Work to complete:
Show all lines of the entries in which the word "Green" is found.

Supplied data:
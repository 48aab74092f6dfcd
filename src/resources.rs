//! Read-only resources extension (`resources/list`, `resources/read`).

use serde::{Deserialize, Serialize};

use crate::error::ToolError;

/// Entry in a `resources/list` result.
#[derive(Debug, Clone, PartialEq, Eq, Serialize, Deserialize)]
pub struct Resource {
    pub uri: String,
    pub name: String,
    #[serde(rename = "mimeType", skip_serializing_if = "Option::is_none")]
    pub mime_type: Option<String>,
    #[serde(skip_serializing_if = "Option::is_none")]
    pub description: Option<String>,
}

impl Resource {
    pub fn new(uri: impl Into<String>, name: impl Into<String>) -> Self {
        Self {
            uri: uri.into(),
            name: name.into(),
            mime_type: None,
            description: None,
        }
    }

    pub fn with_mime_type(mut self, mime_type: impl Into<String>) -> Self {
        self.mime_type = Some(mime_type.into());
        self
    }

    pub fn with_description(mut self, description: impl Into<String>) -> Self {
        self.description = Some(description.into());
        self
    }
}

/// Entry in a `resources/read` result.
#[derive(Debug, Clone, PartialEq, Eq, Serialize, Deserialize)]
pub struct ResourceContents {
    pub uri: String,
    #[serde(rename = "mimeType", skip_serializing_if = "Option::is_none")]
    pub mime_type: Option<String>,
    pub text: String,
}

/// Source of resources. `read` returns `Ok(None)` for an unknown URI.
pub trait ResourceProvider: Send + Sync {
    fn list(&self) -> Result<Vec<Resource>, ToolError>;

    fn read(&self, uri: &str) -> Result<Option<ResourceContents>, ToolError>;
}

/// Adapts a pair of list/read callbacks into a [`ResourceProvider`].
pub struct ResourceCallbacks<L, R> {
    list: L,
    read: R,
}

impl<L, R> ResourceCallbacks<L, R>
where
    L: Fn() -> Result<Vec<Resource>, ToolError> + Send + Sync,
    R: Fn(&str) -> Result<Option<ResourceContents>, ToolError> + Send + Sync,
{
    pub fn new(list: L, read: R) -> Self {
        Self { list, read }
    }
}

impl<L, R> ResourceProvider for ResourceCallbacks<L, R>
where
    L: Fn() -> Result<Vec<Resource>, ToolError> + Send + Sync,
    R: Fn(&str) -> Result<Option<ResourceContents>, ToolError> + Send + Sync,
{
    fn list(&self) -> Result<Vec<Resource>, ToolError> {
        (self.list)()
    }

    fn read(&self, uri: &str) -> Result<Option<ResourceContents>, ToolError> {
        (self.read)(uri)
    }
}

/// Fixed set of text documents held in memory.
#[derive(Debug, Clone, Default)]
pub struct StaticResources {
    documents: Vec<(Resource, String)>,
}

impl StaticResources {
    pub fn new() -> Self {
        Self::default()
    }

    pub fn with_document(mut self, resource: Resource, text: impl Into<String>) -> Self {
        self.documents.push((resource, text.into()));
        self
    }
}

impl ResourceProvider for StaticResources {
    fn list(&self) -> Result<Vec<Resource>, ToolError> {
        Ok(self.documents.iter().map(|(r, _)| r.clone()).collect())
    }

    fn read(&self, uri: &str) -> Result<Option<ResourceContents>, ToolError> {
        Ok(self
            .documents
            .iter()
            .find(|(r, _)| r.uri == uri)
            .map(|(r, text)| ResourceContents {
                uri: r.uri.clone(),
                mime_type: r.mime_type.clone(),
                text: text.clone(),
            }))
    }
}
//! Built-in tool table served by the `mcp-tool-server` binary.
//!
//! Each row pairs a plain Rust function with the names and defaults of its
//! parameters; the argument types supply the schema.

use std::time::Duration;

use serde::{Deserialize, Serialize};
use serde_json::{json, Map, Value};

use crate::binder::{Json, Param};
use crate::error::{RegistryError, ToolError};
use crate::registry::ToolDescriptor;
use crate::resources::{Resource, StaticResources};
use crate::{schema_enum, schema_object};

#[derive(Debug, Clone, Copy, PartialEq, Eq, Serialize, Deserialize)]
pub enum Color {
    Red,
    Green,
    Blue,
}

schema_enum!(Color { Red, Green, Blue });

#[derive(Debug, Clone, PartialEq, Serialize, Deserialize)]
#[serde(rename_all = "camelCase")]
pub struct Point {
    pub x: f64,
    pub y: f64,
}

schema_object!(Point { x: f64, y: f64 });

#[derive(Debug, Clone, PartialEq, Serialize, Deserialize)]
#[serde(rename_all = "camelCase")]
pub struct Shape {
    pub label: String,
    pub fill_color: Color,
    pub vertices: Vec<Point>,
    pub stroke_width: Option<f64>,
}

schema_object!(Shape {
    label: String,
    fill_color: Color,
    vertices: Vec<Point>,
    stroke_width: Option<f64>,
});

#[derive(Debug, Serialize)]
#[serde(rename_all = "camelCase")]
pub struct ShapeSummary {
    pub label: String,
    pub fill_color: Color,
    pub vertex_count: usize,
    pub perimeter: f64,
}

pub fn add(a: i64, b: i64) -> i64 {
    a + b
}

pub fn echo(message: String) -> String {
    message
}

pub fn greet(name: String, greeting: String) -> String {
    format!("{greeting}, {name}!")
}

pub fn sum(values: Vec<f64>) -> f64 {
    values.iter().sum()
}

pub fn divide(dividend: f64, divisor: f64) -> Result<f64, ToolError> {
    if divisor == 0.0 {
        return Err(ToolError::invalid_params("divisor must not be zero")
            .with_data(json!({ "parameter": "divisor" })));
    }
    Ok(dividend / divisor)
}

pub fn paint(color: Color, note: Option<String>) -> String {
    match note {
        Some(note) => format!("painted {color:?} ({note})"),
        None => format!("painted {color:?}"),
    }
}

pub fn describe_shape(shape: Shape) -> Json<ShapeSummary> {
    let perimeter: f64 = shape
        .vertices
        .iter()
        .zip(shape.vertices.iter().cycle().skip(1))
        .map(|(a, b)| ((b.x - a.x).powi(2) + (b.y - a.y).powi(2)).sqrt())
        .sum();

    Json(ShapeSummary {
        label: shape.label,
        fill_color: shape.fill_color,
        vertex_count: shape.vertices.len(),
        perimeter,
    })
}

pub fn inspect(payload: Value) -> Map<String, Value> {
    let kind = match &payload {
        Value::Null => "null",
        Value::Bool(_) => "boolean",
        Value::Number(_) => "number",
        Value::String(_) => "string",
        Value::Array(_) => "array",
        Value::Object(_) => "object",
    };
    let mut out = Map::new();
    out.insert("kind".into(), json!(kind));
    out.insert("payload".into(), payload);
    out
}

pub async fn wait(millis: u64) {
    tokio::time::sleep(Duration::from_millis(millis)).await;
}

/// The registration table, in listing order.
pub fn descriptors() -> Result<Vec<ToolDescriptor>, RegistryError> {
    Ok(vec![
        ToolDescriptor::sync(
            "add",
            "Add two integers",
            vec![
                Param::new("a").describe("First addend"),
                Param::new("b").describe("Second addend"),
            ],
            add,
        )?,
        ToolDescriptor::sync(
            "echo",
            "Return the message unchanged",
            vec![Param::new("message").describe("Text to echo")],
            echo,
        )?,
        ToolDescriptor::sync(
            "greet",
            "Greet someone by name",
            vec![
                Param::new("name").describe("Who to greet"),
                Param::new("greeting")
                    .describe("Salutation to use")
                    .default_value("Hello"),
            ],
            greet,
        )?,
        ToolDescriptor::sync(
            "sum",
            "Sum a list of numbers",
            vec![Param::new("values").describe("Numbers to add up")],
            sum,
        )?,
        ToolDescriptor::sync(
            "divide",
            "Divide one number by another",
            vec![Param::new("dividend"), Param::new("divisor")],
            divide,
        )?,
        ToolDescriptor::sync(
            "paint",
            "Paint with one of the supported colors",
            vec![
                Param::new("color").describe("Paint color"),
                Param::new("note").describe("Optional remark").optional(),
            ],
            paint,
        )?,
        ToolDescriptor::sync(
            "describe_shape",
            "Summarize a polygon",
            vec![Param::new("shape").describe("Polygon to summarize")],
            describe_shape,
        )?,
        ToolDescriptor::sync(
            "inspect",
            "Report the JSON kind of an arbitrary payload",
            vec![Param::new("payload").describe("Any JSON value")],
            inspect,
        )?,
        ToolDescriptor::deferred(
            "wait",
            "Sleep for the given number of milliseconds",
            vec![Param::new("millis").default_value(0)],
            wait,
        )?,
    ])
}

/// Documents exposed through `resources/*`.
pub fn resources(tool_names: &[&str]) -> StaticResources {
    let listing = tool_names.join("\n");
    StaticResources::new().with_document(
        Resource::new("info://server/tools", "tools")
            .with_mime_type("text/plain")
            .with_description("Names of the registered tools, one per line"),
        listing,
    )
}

Answer to the problem:
    Green,
schema_enum!(Color { Red, Green, Blue });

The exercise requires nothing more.